Sequential vs random I/O on SSDs
- Several comments stress that SSDs still have a big performance gap between sequential and random I/O, just much smaller than on HDDs.
- Benchmarks show multi-GB/s sequential reads vs tens of MB/s for 4K random reads; latency is microseconds instead of milliseconds, but locality still matters.
- Controllers, filesystems and OS readahead are all tuned to reward large, aligned, predictable access patterns.
SSD internals and their impact
- SSDs expose small logical blocks (512B/4K), but internally have:
- programming pages (4–64K) and erase blocks (1–128 MiB);
- FTLs that look conceptually like an LSM with background compaction.
- Misaligned or tiny writes trigger read–modify–write and more NAND reads later; 128K-aligned writes can make random 128K reads as fast as sequential.
- Fragmentation on SSDs mostly hurts via request splitting, not seek costs.
WAL, batching, and durability
- One camp: WALs are still needed because host interfaces are block-based and median DB transactions modify only a few bytes. WALs provide durability and turn random page updates into sequential log writes.
- Another camp: WAL is primarily about durability; batching gains really come from log-structured / LSM designs, with checkpointing and group commit as refinements.
- Some note you can unify data and WAL via persistent data structures, getting cheap snapshots.
Distributed logs vs single-node commit
- The article’s stance (“commit-to-disk on one node is unnecessary; durability is via replicated log”) is heavily debated.
- Critics warn about correlated failures, software bugs, and cluster-wide crashes; they argue fsyncing to local SSDs remains valuable and often faster than a network round-trip.
- Defenders point to designs like Aurora’s multi-AZ quorum model and argue the failure probabilities can be made acceptable, but others insist on testing over paper guarantees.
Data structures and “DBs haven’t changed”
- Some claim DBs are stuck with B-trees/LSMs tuned for spinning disks and masking inefficiency with faster hardware.
- Others counter that plenty of innovation exists (e.g., LeanStore/Umbra, hybrid compacting B-trees, LSM variants), but the block-device interface constrains designs.

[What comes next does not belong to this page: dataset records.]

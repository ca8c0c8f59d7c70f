//! The `OutputWriter` trait implemented by all backend writers.

use crate::{AgentSnapshotRow, AgentStatsRow, OutputResult, TickSummaryRow};

/// Implemented by the CSV and SQLite writers.
///
/// Errors never reach the simulation: [`StatsObserver`][crate::StatsObserver]
/// keeps the first one for [`take_error`][crate::StatsObserver::take_error].
pub trait OutputWriter {
    fn write_snapshots(&mut self, rows: &[AgentSnapshotRow]) -> OutputResult<()>;

    fn write_tick_summary(&mut self, row: &TickSummaryRow) -> OutputResult<()>;

    /// Written once, when the run ends.
    fn write_agent_stats(&mut self, rows: &[AgentStatsRow]) -> OutputResult<()>;

    /// Flush and close all underlying handles.  Idempotent.
    fn finish(&mut self) -> OutputResult<()>;
}
//! Grid geometry: voxel coordinates, map dimensions and cardinal headings.
//!
//! # Axes
//!
//! `x` runs west→east, `y` runs south→north and `z` is the height level
//! (0 = ground floor).  Headings are measured clockwise from north:
//!
//! | Heading | Degrees | Step     |
//! |---------|---------|----------|
//! | North   | 0       | (0, +1)  |
//! | East    | 90      | (+1, 0)  |
//! | South   | 180     | (0, −1)  |
//! | West    | 270     | (−1, 0)  |

use std::fmt;

use crate::{CoreError, CoreResult};

// ── Coord ─────────────────────────────────────────────────────────────────────

/// A voxel coordinate.  Signed so that neighbours of edge cells can be
/// expressed (and then rejected by [`Dims::contains`]).
#[derive(Copy, Clone, PartialEq, Eq, Hash, PartialOrd, Ord, Debug, Default)]
#[cfg_attr(feature = "serde", derive(serde::Serialize, serde::Deserialize))]
pub struct Coord {
    pub x: i32,
    pub y: i32,
    pub z: i32,
}

impl Coord {
    #[inline]
    pub const fn new(x: i32, y: i32, z: i32) -> Self {
        Self { x, y, z }
    }

    /// A ground-floor coordinate.
    #[inline]
    pub const fn ground(x: i32, y: i32) -> Self {
        Self { x, y, z: 0 }
    }

    /// The same column at level `z`.
    #[inline]
    pub fn at_level(self, z: i32) -> Self {
        Self { z, ..self }
    }

    /// The horizontally adjacent cell in direction `heading`.
    #[inline]
    pub fn step(self, heading: Heading) -> Self {
        let (dx, dy) = heading.delta();
        Self { x: self.x + dx, y: self.y + dy, z: self.z }
    }

    /// Heading of a single horizontal step from `self` to `to`.
    ///
    /// Fails with [`CoreError::NonCardinalStep`] for anything other than a
    /// unit move along one axis on the same level.
    pub fn heading_to(self, to: Coord) -> CoreResult<Heading> {
        if self.z != to.z {
            return Err(CoreError::NonCardinalStep { from: self, to });
        }
        Heading::from_delta(to.x - self.x, to.y - self.y)
            .ok_or(CoreError::NonCardinalStep { from: self, to })
    }

    /// Manhattan distance over the horizontal plane.
    #[inline]
    pub fn manhattan(self, other: Coord) -> u32 {
        self.x.abs_diff(other.x) + self.y.abs_diff(other.y)
    }
}

impl fmt::Display for Coord {
    fn fmt(&self, f: &mut fmt::Formatter<'_>) -> fmt::Result {
        write!(f, "({}, {}, {})", self.x, self.y, self.z)
    }
}

// ── Dims ──────────────────────────────────────────────────────────────────────

/// Map dimensions.  All three extents are strictly positive.
#[derive(Copy, Clone, PartialEq, Eq, Hash, Debug)]
#[cfg_attr(feature = "serde", derive(serde::Serialize, serde::Deserialize))]
pub struct Dims {
    pub width:  u32,
    pub depth:  u32,
    pub height: u32,
}

impl Dims {
    pub fn new(width: u32, depth: u32, height: u32) -> CoreResult<Self> {
        if width == 0 || depth == 0 || height == 0 {
            return Err(CoreError::InvalidDimensions { width, depth, height });
        }
        Ok(Self { width, depth, height })
    }

    /// Total voxel count.
    #[inline]
    pub fn volume(&self) -> usize {
        self.width as usize * self.depth as usize * self.height as usize
    }

    /// Cells on one level.
    #[inline]
    pub fn floor_area(&self) -> usize {
        self.width as usize * self.depth as usize
    }

    /// `true` if the column `(c.x, c.y)` lies inside the map, ignoring `z`.
    #[inline]
    pub fn contains_column(&self, c: Coord) -> bool {
        c.x >= 0 && c.y >= 0 && (c.x as u32) < self.width && (c.y as u32) < self.depth
    }

    #[inline]
    pub fn contains(&self, c: Coord) -> bool {
        self.contains_column(c) && c.z >= 0 && (c.z as u32) < self.height
    }

    /// Flat index of `c` in level-major order, or `None` outside the map.
    #[inline]
    pub fn index(&self, c: Coord) -> Option<usize> {
        if !self.contains(c) {
            return None;
        }
        Some(c.z as usize * self.floor_area() + c.x as usize * self.depth as usize + c.y as usize)
    }

    /// Every ground-floor coordinate, x-major.
    pub fn ground_cells(&self) -> impl Iterator<Item = Coord> + '_ {
        (0..self.width as i32)
            .flat_map(move |x| (0..self.depth as i32).map(move |y| Coord::ground(x, y)))
    }
}

impl fmt::Display for Dims {
    fn fmt(&self, f: &mut fmt::Formatter<'_>) -> fmt::Result {
        write!(f, "{}x{}x{}", self.width, self.depth, self.height)
    }
}

// ── Heading ───────────────────────────────────────────────────────────────────

/// One of the four cardinal facings an agent can hold.
#[derive(Copy, Clone, PartialEq, Eq, Hash, Debug, Default)]
#[cfg_attr(feature = "serde", derive(serde::Serialize, serde::Deserialize))]
pub enum Heading {
    #[default]
    North,
    East,
    South,
    West,
}

impl Heading {
    /// Neighbour expansion order used by the pathfinder.
    pub const ALL: [Heading; 4] = [Heading::North, Heading::East, Heading::South, Heading::West];

    #[inline]
    pub fn degrees(self) -> i32 {
        match self {
            Heading::North => 0,
            Heading::East  => 90,
            Heading::South => 180,
            Heading::West  => 270,
        }
    }

    /// Parse any multiple of 90 (negative values wrap).
    pub fn from_degrees(degrees: i32) -> CoreResult<Self> {
        match degrees.rem_euclid(360) {
            0   => Ok(Heading::North),
            90  => Ok(Heading::East),
            180 => Ok(Heading::South),
            270 => Ok(Heading::West),
            _   => Err(CoreError::InvalidRotation(degrees)),
        }
    }

    #[inline]
    pub fn delta(self) -> (i32, i32) {
        match self {
            Heading::North => (0, 1),
            Heading::East  => (1, 0),
            Heading::South => (0, -1),
            Heading::West  => (-1, 0),
        }
    }

    pub fn from_delta(dx: i32, dy: i32) -> Option<Self> {
        match (dx, dy) {
            (0, 1)  => Some(Heading::North),
            (1, 0)  => Some(Heading::East),
            (0, -1) => Some(Heading::South),
            (-1, 0) => Some(Heading::West),
            _       => None,
        }
    }

    /// Apply a signed rotation of `delta` degrees.
    pub fn rotated(self, delta: i32) -> CoreResult<Self> {
        if delta % 90 != 0 {
            return Err(CoreError::InvalidRotation(delta));
        }
        Heading::from_degrees(self.degrees() + delta)
    }

    /// Clockwise rotation from `self` to `target`, normalized to
    /// `{0, 90, 180, 270}`.
    #[inline]
    pub fn rotation_to(self, target: Heading) -> i32 {
        (target.degrees() - self.degrees()).rem_euclid(360)
    }
}

impl fmt::Display for Heading {
    fn fmt(&self, f: &mut fmt::Formatter<'_>) -> fmt::Result {
        write!(f, "{}", self.degrees())
    }
}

- Debate continues over B-trees vs LSMs vs hybrids: tradeoffs in write amplification, multithreaded updates, compaction overhead, and cache behavior on SSDs.
Wear and endurance
- Write endurance and write amplification remain major SSD concerns; LSM’s lower amplification is highlighted as a key advantage.
- Hyperscalers may care mainly about hitting 5‑year lifetimes, while smaller deployments might accept more wear or simply replace instances in the cloud.